__Working data__.
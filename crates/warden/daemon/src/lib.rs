//! Warden daemon library
//!
//! This module provides the network-facing half of Warden:
//! - The public gateway (intent submission, governance reads)
//! - The internal-control listener (approval, execution, halt)
//! - Bearer-token auth, per-key rate limiting and request limits
//! - Server lifecycle management

pub mod api;
pub mod config;
pub mod error;
pub mod server;

pub use config::DaemonConfig;
pub use error::{ApiError, DaemonError, DaemonResult};
pub use server::Server;
//! Application state for API handlers

use super::auth::TokenRegistry;
use super::rate_limit::RateLimiter;
use crate::config::GatewayConfig;
use std::sync::Arc;
use warden_core::Orchestrator;

/// Shared application state
#[derive(Clone)]
pub struct AppState {
    /// The governance orchestrator
    pub orchestrator: Arc<Orchestrator>,

    /// Accepted bearer tokens
    pub tokens: Arc<TokenRegistry>,

    /// Per-key rate limiter
    pub rate_limiter: Arc<RateLimiter>,

    /// Daemon version
    pub version: String,

    /// Daemon start time
    pub started_at: chrono::DateTime<chrono::Utc>,
}

impl AppState {
    /// Create new application state
    pub fn new(orchestrator: Arc<Orchestrator>, gateway: &GatewayConfig) -> Self {
        Self {
            orchestrator,
            tokens: Arc::new(TokenRegistry::from_config(&gateway.tokens)),
            rate_limiter: Arc::new(RateLimiter::new(&gateway.rate_limit)),
            version: env!("CARGO_PKG_VERSION").to_string(),
            started_at: chrono::Utc::now(),
        }
    }

    /// Get uptime as a human-readable string
    pub fn uptime(&self) -> String {
        let secs = (chrono::Utc::now() - self.started_at).num_seconds();

        if secs < 60 {
            format!("{}s", secs)
        } else if secs < 3600 {
            format!("{}m {}s", secs / 60, secs % 60)
        } else if secs < 86400 {
            format!("{}h {}m", secs / 3600, (secs % 3600) / 60)
        } else {
            format!("{}d {}h", secs / 86400, (secs % 86400) / 3600)
        }
    }
}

__Exercise instructions__. Return each line of the preceding material in which "format" can be found.

__Expected output__.
            format!("{}s", secs)
            format!("{}m {}s", secs / 60, secs % 60)
            format!("{}h {}m", secs / 3600, (secs % 3600) / 60)
            format!("{}d {}h", secs / 86400, (secs % 86400) / 3600)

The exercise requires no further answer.